Wringing Detroit Dry

Wringing Detroit Dry

Detroit residents are fighting austerity for all of us.


American austerity rarely receives the same kind of attention paid to Europe’s evisceration of its social programs in the name of balancing budgets. But American austerity is no less brutal. Consider Detroit: since Michigan Governor Rick Snyder imposed an “emergency manager” system on the city, stripping authority from local elected officials and steering Detroit into bankruptcy, residents already battered by deindustrialization have faced cuts to their pensions and services. The early months of 2014 saw thousands of families who could not pay their utility bills targeted for water shutoffs.

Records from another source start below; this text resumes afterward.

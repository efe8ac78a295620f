use std::collections::HashMap;

use bigdecimal::BigDecimal;
use uuid::Uuid;

use super::catalog::{MenuPrice, Product};
use super::errors::DomainError;
use super::order::{ItemRef, ItemRequest, OrderLineItem};

/// Sum of `price * quantity` over the line items. Zero for an empty slice.
pub fn calculate_total_price(items: &[OrderLineItem]) -> BigDecimal {
    items.iter().map(OrderLineItem::subtotal).sum()
}

/// Matches every requested item against the fetched catalog entries and stamps
/// it with the current unit price. Request order is preserved.
///
/// Products must exist and be available; menus only need to exist.
pub fn resolve_line_items(
    requests: &[ItemRequest],
    products: &[Product],
    menus: &[MenuPrice],
) -> Result<Vec<OrderLineItem>, DomainError> {
    let products: HashMap<Uuid, &Product> = products.iter().map(|p| (p.id, p)).collect();
    let menus: HashMap<Uuid, &BigDecimal> = menus.iter().map(|m| (m.id, &m.price)).collect();

    requests
        .iter()
        .map(|request| {
            let price = match request.item {
                ItemRef::Product(id) => {
                    let product = products.get(&id).ok_or_else(|| {
                        DomainError::Resolution(format!("Unable to find product: {id}"))
                    })?;
                    if !product.is_available {
                        return Err(DomainError::Resolution(format!(
                            "Product not available: {}",
                            product.name
                        )));
                    }
                    product.price.clone()
                }
                ItemRef::Menu(id) => menus
                    .get(&id)
                    .map(|&price| price.clone())
                    .ok_or_else(|| DomainError::Resolution(format!("Unable to find menu: {id}")))?,
            };
            Ok(OrderLineItem {
                item: request.item,
                price,
                quantity: request.quantity,
            })
        })
        .collect()
}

But something instructive happened when Detroiters and their allies across the country rallied in July to highlight the denial of water, which is identified by the United Nations as a human right. The proponents of austerity were put on the defensive, and the Detroit Water and Sewage Department announced a temporary suspension of the shutoffs. That small victory was followed a week later by the emergency manager’s decision to hand more control over the water utility to the city’s elected mayor. These shifts mattered for families in Detroit, and matter strategically for all of us who argue that the agenda of austerity-prone Republicans like House Budget Committee chairman Paul Ryan—who wants to collapse federal anti-poverty initiatives into “block grants” that give “flexibility” to governors like Snyder—is not economically or politically viable.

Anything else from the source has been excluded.